WHAT THIS TASK INVOLVES »
The following data has a line with "warn!(tool, pid, error" and a line with "return Err(e.into());". Write out exactly those lines and all the lines between them.

INFORMATION »
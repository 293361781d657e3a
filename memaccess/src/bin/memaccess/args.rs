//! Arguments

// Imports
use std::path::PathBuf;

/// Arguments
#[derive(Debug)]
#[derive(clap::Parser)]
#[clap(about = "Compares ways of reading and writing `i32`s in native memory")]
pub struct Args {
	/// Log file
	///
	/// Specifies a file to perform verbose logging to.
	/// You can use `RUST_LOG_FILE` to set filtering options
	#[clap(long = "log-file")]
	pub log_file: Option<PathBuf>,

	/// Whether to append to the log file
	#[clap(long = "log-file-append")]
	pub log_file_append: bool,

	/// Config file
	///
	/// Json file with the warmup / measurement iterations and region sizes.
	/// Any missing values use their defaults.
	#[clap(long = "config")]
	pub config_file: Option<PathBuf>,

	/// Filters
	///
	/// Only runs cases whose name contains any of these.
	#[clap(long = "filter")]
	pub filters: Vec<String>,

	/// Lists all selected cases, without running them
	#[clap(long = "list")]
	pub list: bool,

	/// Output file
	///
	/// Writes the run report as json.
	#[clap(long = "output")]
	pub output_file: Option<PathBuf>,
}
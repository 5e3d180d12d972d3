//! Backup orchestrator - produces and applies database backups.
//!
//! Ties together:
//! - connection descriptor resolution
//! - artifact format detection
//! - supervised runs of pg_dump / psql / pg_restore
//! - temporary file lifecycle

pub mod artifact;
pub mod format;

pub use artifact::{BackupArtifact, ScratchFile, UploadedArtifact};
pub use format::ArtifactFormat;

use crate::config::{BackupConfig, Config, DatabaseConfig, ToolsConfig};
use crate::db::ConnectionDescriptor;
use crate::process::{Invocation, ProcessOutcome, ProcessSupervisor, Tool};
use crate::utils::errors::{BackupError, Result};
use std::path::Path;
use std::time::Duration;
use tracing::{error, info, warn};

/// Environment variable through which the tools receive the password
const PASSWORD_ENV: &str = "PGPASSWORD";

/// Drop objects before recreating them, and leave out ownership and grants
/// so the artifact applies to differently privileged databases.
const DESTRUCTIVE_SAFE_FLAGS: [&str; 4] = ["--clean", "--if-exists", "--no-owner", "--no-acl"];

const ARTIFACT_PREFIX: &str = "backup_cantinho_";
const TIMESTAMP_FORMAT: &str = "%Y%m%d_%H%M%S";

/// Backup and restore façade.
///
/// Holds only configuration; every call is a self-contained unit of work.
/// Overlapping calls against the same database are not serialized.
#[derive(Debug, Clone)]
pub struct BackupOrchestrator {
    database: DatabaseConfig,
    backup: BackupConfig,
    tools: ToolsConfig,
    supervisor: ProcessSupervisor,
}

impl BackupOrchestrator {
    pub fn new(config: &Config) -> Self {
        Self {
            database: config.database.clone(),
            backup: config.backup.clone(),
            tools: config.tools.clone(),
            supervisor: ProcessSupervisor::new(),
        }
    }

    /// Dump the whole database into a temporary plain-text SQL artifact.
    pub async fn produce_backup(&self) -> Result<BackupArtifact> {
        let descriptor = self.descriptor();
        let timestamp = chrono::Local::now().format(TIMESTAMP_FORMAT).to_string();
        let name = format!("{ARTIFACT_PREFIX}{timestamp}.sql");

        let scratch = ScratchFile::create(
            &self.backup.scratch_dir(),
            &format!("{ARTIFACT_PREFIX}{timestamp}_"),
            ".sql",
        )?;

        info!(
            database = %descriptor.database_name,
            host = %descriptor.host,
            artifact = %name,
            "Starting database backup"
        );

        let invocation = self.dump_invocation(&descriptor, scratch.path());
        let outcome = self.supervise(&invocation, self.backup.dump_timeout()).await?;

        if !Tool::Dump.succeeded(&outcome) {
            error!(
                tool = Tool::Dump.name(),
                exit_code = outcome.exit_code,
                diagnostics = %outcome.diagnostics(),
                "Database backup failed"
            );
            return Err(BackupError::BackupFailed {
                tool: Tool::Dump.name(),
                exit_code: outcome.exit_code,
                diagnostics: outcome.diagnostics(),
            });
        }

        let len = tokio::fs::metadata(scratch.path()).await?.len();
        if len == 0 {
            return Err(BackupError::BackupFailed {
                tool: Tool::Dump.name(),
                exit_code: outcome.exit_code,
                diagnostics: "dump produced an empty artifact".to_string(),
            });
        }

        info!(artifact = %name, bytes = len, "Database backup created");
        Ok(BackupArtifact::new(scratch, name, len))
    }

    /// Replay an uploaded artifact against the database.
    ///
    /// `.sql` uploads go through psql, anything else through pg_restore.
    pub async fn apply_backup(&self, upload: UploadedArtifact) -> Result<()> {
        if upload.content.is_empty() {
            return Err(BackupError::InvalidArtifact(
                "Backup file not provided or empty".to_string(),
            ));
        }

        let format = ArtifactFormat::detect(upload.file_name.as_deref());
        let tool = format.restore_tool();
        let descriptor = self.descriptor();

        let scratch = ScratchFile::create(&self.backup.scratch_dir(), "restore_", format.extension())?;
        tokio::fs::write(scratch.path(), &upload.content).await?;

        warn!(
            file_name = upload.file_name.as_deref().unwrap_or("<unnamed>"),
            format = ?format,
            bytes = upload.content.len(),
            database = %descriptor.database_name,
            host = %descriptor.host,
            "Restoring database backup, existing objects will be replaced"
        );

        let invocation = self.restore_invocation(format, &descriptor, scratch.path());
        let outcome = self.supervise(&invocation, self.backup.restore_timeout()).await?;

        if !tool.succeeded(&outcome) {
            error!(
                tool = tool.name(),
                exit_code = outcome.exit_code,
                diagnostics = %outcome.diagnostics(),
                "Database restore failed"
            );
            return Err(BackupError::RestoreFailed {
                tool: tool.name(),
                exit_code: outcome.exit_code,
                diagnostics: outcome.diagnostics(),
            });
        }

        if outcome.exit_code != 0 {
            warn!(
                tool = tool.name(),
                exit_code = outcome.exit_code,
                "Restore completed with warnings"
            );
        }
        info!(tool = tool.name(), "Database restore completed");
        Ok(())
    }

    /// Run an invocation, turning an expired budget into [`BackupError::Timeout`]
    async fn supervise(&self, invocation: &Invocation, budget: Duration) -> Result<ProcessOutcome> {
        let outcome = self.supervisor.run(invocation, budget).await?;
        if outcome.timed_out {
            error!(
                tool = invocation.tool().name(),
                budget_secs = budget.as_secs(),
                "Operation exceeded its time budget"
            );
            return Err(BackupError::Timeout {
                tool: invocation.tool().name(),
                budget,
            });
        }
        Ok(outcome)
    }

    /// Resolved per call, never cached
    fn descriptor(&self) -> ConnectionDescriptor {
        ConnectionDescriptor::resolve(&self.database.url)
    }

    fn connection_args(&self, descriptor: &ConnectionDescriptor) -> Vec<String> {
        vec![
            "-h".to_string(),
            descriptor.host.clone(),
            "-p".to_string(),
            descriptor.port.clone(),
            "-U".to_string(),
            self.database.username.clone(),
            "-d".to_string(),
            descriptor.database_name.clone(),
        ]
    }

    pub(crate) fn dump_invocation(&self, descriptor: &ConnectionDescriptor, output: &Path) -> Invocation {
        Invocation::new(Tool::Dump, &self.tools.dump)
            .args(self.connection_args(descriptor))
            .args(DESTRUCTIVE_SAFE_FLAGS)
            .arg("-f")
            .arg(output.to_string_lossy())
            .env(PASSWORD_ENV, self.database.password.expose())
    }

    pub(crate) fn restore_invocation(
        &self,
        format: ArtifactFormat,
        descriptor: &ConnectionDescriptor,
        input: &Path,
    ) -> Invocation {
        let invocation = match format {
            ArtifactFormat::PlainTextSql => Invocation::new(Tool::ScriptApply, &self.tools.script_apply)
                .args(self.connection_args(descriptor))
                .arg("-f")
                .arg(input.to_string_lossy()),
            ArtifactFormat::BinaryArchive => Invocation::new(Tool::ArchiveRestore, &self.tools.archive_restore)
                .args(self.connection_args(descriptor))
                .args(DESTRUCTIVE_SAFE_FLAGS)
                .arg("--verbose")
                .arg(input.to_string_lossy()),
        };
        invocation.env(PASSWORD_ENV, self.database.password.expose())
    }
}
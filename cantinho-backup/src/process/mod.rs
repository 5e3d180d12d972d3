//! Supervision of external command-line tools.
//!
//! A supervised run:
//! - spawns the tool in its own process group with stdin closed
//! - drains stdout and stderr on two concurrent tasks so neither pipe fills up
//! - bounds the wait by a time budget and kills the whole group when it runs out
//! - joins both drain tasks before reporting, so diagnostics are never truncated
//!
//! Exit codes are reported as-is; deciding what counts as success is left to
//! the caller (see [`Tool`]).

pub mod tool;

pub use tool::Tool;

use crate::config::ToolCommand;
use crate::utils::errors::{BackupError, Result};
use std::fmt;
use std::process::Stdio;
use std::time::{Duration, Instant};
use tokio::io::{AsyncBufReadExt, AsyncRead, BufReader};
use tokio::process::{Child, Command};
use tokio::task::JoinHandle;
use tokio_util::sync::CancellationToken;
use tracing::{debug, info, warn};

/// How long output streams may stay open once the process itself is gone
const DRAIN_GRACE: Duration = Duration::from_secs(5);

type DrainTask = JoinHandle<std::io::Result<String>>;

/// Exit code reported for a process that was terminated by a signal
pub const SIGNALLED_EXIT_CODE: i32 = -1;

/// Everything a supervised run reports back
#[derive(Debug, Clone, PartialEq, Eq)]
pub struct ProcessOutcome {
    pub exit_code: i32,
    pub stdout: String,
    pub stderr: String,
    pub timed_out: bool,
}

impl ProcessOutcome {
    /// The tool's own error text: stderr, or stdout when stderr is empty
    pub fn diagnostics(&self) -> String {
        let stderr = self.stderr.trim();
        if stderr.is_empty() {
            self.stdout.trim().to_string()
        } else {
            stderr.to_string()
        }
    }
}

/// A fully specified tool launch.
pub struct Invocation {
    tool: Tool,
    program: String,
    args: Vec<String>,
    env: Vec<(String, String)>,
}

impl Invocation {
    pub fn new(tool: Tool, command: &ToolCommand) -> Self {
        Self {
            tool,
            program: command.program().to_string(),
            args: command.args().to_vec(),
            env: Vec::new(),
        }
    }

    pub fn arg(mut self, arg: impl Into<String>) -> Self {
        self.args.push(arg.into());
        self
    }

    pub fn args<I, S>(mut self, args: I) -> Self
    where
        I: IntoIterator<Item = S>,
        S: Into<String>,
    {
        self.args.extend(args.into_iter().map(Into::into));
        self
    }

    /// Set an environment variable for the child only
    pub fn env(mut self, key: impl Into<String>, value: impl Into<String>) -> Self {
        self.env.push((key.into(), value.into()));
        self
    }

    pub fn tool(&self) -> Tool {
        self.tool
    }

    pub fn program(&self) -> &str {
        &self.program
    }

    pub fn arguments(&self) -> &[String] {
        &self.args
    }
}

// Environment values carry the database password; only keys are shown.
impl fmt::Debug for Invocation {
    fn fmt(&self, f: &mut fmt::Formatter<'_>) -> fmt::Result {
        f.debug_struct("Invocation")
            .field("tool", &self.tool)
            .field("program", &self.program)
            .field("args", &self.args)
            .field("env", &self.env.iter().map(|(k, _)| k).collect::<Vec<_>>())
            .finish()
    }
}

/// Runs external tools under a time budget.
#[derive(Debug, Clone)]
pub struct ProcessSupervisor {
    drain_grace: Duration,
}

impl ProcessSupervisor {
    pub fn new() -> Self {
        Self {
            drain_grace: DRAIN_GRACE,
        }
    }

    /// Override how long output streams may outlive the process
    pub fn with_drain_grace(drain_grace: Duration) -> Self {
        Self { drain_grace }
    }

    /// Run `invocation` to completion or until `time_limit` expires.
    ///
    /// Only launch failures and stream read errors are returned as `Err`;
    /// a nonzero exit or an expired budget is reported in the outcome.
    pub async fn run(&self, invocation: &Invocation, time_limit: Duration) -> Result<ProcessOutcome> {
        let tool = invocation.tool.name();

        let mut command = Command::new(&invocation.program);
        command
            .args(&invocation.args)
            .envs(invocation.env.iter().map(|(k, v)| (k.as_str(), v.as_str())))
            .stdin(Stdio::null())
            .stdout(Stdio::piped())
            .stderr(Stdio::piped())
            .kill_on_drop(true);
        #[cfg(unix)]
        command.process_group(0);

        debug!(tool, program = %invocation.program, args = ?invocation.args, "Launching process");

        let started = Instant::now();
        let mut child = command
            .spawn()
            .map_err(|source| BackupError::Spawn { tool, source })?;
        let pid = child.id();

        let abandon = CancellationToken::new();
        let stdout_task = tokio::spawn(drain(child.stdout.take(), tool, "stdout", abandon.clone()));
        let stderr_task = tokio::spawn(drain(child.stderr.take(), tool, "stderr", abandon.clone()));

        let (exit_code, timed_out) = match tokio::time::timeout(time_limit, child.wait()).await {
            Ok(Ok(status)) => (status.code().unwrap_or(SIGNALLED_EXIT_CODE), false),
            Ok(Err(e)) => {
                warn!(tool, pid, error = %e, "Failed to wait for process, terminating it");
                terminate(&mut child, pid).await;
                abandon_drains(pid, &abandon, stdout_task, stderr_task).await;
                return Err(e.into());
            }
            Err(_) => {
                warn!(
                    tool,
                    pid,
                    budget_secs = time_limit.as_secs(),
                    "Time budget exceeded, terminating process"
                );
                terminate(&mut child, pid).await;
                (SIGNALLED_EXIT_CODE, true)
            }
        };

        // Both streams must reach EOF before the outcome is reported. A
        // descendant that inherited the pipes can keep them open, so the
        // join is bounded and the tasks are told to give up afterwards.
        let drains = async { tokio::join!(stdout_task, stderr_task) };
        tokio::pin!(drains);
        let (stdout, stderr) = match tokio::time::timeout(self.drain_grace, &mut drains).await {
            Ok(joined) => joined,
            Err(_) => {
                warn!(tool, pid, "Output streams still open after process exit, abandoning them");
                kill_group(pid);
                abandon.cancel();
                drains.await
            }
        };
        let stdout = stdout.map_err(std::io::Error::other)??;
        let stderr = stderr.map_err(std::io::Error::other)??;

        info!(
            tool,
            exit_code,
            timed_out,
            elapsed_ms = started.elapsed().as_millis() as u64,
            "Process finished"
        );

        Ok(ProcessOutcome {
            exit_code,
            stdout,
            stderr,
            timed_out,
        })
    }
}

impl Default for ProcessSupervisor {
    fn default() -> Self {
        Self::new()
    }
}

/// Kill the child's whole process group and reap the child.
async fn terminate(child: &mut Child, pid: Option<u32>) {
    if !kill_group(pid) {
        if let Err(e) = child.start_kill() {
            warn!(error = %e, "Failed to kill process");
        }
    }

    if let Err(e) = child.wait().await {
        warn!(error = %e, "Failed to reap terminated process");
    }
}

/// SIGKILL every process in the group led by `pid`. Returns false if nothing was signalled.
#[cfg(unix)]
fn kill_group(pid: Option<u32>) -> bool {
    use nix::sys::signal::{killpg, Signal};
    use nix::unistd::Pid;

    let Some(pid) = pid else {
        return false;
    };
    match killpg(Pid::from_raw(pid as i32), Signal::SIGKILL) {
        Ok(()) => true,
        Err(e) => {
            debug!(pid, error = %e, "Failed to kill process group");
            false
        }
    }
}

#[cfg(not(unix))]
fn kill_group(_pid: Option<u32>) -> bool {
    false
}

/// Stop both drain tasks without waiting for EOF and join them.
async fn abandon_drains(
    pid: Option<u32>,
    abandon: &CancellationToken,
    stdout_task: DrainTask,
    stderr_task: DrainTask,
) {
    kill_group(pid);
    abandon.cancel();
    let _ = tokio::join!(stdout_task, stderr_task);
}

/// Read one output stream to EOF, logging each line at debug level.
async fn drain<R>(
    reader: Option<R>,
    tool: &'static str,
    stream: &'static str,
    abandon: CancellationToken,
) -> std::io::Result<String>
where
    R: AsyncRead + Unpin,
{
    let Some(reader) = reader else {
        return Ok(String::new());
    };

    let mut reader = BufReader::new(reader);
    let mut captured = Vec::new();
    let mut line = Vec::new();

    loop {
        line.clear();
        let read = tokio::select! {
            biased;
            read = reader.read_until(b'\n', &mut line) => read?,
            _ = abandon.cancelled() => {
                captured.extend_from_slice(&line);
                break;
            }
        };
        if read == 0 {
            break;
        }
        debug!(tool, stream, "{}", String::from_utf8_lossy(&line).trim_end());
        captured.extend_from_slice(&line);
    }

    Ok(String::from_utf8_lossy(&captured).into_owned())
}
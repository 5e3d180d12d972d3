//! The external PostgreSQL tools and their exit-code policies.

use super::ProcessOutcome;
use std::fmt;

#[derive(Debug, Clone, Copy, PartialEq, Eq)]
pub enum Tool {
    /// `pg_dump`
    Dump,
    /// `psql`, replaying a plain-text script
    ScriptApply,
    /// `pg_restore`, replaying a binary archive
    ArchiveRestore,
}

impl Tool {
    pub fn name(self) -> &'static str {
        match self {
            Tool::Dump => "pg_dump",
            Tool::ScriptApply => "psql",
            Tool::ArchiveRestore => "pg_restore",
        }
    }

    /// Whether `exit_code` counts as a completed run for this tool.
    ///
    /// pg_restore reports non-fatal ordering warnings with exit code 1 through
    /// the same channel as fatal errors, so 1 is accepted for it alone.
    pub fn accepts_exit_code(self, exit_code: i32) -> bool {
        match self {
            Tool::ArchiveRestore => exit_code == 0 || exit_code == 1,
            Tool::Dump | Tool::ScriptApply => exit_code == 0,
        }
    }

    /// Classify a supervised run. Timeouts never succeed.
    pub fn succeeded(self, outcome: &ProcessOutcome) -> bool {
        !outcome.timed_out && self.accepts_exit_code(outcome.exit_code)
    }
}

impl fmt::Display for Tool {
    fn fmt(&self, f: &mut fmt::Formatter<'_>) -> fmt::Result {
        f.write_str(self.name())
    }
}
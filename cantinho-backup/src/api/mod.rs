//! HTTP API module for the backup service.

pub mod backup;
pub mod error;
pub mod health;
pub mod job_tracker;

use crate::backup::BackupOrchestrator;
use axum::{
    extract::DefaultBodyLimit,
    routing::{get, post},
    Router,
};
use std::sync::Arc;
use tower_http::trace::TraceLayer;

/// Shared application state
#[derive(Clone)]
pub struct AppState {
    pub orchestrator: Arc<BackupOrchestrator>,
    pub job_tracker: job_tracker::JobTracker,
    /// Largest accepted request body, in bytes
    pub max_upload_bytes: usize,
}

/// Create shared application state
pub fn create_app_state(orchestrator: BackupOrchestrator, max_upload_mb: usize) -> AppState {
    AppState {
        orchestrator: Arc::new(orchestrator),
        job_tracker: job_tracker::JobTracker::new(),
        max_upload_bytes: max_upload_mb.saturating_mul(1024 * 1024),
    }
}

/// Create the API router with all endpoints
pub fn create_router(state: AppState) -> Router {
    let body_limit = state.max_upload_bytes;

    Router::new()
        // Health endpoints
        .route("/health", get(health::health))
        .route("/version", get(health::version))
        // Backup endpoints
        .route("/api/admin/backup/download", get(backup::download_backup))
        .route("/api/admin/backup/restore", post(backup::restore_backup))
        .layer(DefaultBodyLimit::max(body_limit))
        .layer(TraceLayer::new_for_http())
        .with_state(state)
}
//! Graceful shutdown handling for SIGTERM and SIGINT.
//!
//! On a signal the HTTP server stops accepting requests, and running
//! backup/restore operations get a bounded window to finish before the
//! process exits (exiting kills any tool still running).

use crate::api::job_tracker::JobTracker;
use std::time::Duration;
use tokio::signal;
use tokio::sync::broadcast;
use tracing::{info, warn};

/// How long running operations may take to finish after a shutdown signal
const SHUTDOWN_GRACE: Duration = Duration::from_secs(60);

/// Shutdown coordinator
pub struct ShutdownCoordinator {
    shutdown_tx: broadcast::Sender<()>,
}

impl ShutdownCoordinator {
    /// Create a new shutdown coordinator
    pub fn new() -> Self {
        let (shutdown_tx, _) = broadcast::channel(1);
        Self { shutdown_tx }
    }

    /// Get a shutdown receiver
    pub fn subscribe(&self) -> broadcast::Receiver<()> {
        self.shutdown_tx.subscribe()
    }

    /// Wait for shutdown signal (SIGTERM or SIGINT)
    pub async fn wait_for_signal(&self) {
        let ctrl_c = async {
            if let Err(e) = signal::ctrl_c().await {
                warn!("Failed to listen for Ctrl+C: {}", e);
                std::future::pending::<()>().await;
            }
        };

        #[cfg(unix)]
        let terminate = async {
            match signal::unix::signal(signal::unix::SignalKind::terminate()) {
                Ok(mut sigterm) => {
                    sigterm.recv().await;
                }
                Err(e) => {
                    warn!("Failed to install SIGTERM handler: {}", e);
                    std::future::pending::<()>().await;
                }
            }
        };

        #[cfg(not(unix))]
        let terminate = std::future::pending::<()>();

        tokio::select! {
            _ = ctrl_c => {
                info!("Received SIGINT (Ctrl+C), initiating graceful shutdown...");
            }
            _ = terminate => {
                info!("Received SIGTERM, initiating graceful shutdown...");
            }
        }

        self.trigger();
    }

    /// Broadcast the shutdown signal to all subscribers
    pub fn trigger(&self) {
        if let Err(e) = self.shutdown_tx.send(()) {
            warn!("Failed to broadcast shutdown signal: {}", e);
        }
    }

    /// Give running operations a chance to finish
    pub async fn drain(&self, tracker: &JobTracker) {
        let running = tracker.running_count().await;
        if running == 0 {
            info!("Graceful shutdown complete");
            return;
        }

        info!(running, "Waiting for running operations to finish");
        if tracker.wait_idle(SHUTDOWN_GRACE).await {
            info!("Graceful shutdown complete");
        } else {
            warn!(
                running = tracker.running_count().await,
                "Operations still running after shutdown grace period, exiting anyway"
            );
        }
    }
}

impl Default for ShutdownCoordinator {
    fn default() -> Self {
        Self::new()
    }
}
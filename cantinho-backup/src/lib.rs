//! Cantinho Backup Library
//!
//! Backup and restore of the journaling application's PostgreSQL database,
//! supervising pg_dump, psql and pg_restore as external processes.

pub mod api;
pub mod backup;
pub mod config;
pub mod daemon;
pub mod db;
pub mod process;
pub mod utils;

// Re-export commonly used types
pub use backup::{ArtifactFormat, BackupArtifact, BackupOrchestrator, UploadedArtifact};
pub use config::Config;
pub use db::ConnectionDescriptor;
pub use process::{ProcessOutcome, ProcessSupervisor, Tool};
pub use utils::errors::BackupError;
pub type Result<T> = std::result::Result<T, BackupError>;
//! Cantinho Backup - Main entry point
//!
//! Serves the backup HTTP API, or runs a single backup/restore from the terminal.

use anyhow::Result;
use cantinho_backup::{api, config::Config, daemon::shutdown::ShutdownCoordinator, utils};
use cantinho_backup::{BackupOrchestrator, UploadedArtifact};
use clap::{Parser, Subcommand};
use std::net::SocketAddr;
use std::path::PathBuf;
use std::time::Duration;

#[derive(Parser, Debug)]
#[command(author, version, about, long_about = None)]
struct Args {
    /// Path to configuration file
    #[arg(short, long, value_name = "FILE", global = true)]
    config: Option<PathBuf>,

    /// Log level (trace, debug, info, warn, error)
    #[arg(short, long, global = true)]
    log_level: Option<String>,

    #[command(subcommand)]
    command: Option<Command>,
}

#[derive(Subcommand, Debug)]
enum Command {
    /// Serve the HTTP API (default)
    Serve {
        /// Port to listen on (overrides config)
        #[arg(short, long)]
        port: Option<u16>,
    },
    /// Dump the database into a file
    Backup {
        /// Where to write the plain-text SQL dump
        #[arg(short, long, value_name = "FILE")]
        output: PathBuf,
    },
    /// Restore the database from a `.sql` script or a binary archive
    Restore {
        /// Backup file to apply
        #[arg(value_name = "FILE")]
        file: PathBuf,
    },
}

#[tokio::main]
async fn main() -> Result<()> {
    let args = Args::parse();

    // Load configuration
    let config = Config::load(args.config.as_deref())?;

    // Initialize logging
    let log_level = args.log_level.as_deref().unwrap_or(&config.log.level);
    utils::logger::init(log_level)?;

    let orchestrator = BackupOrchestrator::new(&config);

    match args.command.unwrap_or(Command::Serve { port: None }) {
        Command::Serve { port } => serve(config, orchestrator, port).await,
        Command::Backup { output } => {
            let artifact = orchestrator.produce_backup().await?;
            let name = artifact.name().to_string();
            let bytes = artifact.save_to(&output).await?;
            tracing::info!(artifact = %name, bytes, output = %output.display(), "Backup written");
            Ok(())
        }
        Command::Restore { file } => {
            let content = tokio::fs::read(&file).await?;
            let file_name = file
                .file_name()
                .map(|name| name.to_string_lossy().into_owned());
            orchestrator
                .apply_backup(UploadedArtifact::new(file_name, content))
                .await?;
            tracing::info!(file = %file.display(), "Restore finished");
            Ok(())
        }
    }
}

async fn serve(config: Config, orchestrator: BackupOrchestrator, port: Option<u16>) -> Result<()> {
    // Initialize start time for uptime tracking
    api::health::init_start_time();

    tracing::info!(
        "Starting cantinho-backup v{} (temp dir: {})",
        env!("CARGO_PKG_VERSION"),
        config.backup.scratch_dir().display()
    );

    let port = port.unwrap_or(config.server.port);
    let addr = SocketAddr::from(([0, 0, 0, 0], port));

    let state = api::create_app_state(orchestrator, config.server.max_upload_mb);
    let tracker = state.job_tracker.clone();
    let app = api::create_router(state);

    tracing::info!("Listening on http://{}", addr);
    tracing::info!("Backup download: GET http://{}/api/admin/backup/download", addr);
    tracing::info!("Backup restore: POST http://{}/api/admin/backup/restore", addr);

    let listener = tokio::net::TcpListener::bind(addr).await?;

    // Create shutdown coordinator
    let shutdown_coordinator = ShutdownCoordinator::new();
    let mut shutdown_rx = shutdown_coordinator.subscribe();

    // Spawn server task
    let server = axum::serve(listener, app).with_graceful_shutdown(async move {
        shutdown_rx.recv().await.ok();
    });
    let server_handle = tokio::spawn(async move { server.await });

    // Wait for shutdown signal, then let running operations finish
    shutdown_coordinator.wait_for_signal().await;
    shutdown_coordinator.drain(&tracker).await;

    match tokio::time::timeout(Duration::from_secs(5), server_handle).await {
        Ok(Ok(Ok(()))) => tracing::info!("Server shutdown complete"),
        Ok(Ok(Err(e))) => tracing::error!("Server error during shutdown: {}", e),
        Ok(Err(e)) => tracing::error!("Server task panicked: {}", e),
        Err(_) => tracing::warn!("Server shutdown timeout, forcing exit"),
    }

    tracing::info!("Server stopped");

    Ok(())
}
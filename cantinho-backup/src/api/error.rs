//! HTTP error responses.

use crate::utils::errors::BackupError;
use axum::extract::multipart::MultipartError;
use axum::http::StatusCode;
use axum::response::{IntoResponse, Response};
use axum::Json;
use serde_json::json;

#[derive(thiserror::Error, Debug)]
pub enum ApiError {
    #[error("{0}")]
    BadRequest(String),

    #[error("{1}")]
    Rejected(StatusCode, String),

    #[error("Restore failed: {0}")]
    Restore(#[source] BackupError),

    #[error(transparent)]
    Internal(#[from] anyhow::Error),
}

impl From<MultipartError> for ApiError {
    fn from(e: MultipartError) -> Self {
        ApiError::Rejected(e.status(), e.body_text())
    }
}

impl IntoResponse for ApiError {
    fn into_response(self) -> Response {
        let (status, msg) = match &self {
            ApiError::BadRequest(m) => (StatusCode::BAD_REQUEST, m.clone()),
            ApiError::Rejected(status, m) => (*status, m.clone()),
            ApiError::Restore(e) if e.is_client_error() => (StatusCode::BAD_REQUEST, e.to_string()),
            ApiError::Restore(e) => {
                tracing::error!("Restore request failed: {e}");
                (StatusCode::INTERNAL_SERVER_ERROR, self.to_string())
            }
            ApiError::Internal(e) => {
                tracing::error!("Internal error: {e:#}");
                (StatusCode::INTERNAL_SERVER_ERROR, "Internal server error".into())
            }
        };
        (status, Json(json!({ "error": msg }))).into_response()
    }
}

EXPECTED ANSWER »
                warn!(tool, pid, error = %e, "Failed to wait for process, terminating it");
                terminate(&mut child, pid).await;
                abandon_drains(pid, &abandon, stdout_task, stderr_task).await;
                return Err(e.into());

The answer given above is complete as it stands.